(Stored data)
===

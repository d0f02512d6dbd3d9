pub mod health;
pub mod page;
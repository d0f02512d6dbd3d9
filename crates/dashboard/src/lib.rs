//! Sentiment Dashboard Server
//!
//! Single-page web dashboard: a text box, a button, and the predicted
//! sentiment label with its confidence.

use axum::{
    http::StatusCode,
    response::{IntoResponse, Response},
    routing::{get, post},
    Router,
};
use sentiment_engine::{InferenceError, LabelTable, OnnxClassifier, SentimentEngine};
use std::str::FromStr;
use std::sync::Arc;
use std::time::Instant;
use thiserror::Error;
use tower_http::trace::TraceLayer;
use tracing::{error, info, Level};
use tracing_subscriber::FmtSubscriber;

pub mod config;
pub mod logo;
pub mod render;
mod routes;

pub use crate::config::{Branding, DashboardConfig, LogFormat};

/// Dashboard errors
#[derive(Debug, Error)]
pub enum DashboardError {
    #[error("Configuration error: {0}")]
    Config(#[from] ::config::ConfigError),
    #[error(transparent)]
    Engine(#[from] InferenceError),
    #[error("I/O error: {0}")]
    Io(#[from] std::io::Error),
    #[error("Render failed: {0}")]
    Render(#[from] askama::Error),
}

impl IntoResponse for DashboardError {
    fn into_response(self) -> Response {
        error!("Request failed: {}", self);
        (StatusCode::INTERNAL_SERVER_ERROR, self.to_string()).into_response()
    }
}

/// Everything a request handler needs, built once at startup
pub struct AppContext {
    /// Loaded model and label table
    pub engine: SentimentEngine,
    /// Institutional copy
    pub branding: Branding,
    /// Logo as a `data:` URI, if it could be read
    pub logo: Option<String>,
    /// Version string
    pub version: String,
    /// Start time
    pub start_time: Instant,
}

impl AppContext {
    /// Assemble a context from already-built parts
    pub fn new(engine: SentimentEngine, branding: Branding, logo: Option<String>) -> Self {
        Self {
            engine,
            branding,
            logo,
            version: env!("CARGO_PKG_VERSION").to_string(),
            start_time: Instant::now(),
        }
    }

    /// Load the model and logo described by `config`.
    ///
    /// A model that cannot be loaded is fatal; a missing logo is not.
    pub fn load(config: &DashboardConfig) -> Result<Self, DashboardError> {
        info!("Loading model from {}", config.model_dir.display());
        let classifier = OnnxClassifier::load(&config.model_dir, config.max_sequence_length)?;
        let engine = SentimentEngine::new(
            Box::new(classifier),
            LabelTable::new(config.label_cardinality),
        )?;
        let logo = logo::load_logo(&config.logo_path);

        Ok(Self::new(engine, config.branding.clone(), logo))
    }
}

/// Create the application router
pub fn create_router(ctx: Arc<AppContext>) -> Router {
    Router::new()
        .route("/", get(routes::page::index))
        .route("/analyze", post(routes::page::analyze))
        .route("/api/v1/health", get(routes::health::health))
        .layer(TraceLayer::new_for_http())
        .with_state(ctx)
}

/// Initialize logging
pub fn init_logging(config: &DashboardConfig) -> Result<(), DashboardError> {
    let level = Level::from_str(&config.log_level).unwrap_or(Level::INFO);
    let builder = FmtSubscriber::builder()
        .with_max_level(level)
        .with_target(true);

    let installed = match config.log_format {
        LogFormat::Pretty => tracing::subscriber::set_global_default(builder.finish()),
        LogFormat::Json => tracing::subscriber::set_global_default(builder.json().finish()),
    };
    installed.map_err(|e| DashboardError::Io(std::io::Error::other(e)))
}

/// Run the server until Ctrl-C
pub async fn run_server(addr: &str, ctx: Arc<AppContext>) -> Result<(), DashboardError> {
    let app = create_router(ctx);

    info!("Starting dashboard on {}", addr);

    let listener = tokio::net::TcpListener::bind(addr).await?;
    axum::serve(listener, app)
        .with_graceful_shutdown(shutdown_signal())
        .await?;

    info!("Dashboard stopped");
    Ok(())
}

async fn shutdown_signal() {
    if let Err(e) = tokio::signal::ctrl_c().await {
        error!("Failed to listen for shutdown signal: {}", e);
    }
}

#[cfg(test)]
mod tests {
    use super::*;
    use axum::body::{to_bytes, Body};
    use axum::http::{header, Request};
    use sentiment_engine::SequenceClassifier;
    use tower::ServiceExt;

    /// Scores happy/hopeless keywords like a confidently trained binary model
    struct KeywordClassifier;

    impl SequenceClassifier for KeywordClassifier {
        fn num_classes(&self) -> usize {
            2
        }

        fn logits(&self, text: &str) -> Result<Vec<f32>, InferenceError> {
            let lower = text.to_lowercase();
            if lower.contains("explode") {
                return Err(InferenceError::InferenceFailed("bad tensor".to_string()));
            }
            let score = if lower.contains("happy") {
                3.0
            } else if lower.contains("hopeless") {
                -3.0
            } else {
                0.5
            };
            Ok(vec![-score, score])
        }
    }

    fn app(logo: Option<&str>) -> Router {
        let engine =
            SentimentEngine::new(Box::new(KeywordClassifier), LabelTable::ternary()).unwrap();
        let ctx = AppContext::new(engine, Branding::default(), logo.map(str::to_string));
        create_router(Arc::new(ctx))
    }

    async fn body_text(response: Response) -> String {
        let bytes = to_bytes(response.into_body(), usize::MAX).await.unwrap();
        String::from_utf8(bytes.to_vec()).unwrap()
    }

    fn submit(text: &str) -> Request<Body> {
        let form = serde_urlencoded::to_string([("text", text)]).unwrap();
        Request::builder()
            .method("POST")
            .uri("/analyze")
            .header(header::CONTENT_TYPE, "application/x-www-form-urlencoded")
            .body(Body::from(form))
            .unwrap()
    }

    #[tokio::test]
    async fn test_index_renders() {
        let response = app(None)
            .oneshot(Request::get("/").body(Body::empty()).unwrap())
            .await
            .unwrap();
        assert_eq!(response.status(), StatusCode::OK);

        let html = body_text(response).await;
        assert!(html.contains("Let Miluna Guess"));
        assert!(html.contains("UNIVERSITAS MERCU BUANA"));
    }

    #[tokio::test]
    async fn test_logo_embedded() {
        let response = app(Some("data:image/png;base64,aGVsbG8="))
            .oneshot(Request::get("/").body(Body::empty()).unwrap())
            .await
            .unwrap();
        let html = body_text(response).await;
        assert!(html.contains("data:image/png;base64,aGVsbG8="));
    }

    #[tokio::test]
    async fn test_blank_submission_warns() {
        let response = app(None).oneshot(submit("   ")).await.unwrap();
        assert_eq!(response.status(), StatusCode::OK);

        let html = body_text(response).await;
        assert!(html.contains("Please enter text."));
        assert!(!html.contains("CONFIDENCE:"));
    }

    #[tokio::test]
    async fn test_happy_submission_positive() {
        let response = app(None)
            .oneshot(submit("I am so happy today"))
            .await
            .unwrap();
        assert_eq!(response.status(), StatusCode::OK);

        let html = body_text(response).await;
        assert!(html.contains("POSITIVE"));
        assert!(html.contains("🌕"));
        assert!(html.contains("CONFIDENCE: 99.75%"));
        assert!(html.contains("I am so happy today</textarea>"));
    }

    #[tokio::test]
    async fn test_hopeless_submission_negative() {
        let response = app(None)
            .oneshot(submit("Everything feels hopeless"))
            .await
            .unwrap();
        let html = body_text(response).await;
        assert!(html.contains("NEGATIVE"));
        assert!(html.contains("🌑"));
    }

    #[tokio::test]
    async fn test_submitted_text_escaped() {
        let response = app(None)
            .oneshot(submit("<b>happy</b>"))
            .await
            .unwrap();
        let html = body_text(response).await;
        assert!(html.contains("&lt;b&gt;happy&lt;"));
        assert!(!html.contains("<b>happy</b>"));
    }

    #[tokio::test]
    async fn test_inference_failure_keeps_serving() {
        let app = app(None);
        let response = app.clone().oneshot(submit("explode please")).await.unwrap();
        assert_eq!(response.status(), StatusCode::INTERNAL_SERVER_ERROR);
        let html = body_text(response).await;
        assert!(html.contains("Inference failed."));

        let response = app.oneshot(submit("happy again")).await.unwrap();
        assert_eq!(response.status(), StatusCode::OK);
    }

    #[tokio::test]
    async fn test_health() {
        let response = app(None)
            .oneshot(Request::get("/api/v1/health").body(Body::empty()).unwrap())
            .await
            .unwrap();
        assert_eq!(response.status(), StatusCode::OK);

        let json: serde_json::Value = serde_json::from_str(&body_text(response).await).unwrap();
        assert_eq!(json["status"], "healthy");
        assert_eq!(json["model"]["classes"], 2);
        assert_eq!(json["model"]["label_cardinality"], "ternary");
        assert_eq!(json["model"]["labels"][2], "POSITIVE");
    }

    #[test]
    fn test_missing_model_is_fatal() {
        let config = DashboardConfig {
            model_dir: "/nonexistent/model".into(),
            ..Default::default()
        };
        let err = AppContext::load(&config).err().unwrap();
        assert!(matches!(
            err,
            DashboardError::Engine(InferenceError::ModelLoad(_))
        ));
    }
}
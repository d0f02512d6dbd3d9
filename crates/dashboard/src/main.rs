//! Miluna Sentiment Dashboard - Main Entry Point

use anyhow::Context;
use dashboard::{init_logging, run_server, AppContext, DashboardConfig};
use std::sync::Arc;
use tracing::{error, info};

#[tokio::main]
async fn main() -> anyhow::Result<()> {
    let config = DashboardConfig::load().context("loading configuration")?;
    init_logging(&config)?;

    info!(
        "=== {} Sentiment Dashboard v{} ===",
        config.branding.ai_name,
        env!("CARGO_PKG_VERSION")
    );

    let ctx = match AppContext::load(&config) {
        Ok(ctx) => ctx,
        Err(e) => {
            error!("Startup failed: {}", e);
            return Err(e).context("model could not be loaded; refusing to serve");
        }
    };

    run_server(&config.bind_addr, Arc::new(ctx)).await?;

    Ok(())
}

===

* _Exercise objective_
Wherever a line of the records above contains the string "application", copy that line out.

* _Task solution_
/// Create the application router
            .header(header::CONTENT_TYPE, "application/x-www-form-urlencoded")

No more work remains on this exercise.